When I asked if she was waiting for an opportunity like this, Elliott replied, “Yes,” adding that it was also her first job after giving birth to her daughter in 2020. “I was in this vulnerable situation. status has her in COVID, so I just really wanted to do something real and grounded. “

Since her character, Sugar, mostly exists outside of the restaurant at the center of the show, Elliott said she “of course” experienced FOMO about some of the more thrilling scenes at The Beef. “Until I saw the pilot, I didn’t fully understand what was going on there,” she said of the chaotic kitchen scene. “Which I think is good, because Sugar really doesn’t understand. This is this damn beef restaurant that killed her brother. And I think in the last episode, when we all had dinner together as a family, it was the first moment of, ‘OK, I see what you’re trying to do.’

In that episode, Sugar is at the dinner table for a family meal, but it’s unclear if her brother informed her of the — spoiled warning! —How much cash they had just found sealed in cans of mashed tomatoes. “I think he still hasn’t opened up to her about it,” she said, “in the style of Carmy.”

In a way, the first season of Bear served as an extended prologue to Season 2. It wasn’t until the final moments of the finale that we learned the meaning behind the show’s title and realized how much the movie actually has. much potential. Among the characters mentioned but never seen in the first season are Carmy and Sugar’s mother—and Elliott knows exactly who will play her.

While they were filming in Chicago, Elliott and Chris Witaske, the hilarious actor who played Pete, Sugar’s husband, wandered into becoming actresses (and formerly SNL actor) Joan Cusack’s famous store in the north of the city.

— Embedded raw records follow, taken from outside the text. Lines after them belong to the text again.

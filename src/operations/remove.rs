use crate::error::{AppError, AppResult};
use uuid::Uuid;

pub fn parse_transaction_id(input: &str) -> AppResult<Uuid> {
    let input = input.trim();
    if input.is_empty() {
        return Err(AppError::Validation(
            "Transaction ID cannot be empty.".to_string(),
        ));
    }
    Uuid::parse_str(input).map_err(|_| {
        AppError::Validation(
            "Invalid transaction ID format. Please provide a valid UUID.".to_string(),
        )
    })
}

#[cfg(test)]
mod tests {
    use super::*;

    #[test]
    fn test_parse_valid_id() {
        let id = Uuid::new_v4();
        assert_eq!(parse_transaction_id(&id.to_string()).unwrap(), id);
    }

    #[test]
    fn test_parse_empty_id() {
        assert!(matches!(
            parse_transaction_id("  "),
            Err(AppError::Validation(_))
        ));
    }

    #[test]
    fn test_parse_malformed_id() {
        assert!(matches!(
            parse_transaction_id("not-a-uuid"),
            Err(AppError::Validation(_))
        ));
    }
}
use chrono::NaiveDate;
use rust_decimal::Decimal;
use serde::{Deserialize, Serialize};
use uuid::Uuid;

pub const INCOME_CATEGORIES: &[&str] = &["Gaji", "Pendapatan lainnya"];
pub const EXPENSE_CATEGORIES: &[&str] =
    &["Makanan/Minuman", "Ngopi", "Hiburan", "Service", "Lainnya"];

#[derive(Debug, Clone, Copy, PartialEq, Eq, Serialize, Deserialize)]
#[serde(rename_all = "lowercase")]
pub enum TransactionKind {
    Income,
    Expense,
}

impl TransactionKind {
    /// Display label used in the CSV export and the UI.
    pub fn label(&self) -> &'static str {
        match self {
            TransactionKind::Income => "Pemasukan",
            TransactionKind::Expense => "Pengeluaran",
        }
    }

    /// Fixed category list associated with this kind.
    pub fn categories(&self) -> &'static [&'static str] {
        match self {
            TransactionKind::Income => INCOME_CATEGORIES,
            TransactionKind::Expense => EXPENSE_CATEGORIES,
        }
    }
}

impl std::str::FromStr for TransactionKind {
    type Err = String;

    fn from_str(s: &str) -> Result<Self, Self::Err> {
        match s.to_lowercase().as_str() {
            "income" => Ok(TransactionKind::Income),
            "expense" => Ok(TransactionKind::Expense),
            _ => Err(format!(
                "Invalid transaction type '{}'. Use 'income' or 'expense'.",
                s
            )),
        }
    }
}

impl std::fmt::Display for TransactionKind {
    fn fmt(&self, f: &mut std::fmt::Formatter<'_>) -> std::fmt::Result {
        match self {
            TransactionKind::Income => write!(f, "income"),
            TransactionKind::Expense => write!(f, "expense"),
        }
    }
}

#[derive(Debug, Clone, PartialEq, Serialize, Deserialize)]
pub struct Transaction {
    pub id: Uuid,
    pub kind: TransactionKind,
    pub category: String,
    pub amount: Decimal,
    pub date: NaiveDate,
    pub description: String,
    pub notes: Option<String>,
}

impl Transaction {
    pub fn from_draft(id: Uuid, draft: TransactionDraft) -> Self {
        // An empty description falls back to the category so listings
        // always have a label; a future free-text description slots in
        // without a schema change.
        let description = draft
            .description
            .filter(|d| !d.is_empty())
            .unwrap_or_else(|| draft.category.clone());
        Self {
            id,
            kind: draft.kind,
            category: draft.category,
            amount: draft.amount,
            date: draft.date,
            description,
            notes: draft.notes,
        }
    }
}

/// All user-supplied fields of a transaction; the store assigns the id.
#[derive(Debug, Clone, PartialEq)]
pub struct TransactionDraft {
    pub kind: TransactionKind,
    pub category: String,
    pub amount: Decimal,
    pub date: NaiveDate,
    pub description: Option<String>,
    pub notes: Option<String>,
}

#[cfg(test)]
mod tests {
    use super::*;
    use std::str::FromStr;

    #[test]
    fn test_kind_from_str() {
        assert_eq!(TransactionKind::from_str("income").unwrap(), TransactionKind::Income);
        assert_eq!(TransactionKind::from_str("EXPENSE").unwrap(), TransactionKind::Expense);
        assert!(TransactionKind::from_str("transfer").is_err());
    }

    #[test]
    fn test_kind_labels() {
        assert_eq!(TransactionKind::Income.label(), "Pemasukan");
        assert_eq!(TransactionKind::Expense.label(), "Pengeluaran");
    }

    #[test]
    fn test_description_defaults_to_category() {
        let draft = TransactionDraft {
            kind: TransactionKind::Expense,
            category: "Ngopi".to_string(),
            amount: Decimal::new(2500, 2),
            date: NaiveDate::from_ymd_opt(2025, 3, 14).unwrap(),
            description: None,
            notes: None,
        };
        let transaction = Transaction::from_draft(Uuid::new_v4(), draft);
        assert_eq!(transaction.description, "Ngopi");
    }

    #[test]
    fn test_description_kept_when_given() {
        let draft = TransactionDraft {
            kind: TransactionKind::Expense,
            category: "Ngopi".to_string(),
            amount: Decimal::new(2500, 2),
            date: NaiveDate::from_ymd_opt(2025, 3, 14).unwrap(),
            description: Some("Kopi susu".to_string()),
            notes: None,
        };
        let transaction = Transaction::from_draft(Uuid::new_v4(), draft);
        assert_eq!(transaction.description, "Kopi susu");
    }
}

Elliott really had an impression of Cusack in her SNL audition and then the show, and decided to approach her shyly. “She was living in her own world,” she said of Cusack. “She really doesn’t want to be an actress anymore, but I think she plays my mother — is that cool?”

Years before every comedian would post videos of celebrity impressions on Instagram and TikTok, Elliott has been recording videos of himself as Angelina Jolie, Kirsten Dunst or any other star since the mid-2000s. By that time, she had dropped out of college and moved across the country to LA to enter the world of comedy, and began taking improv classes at The Groundlings and Upright Citizens Brigade, two of them. main source of talent for SNL.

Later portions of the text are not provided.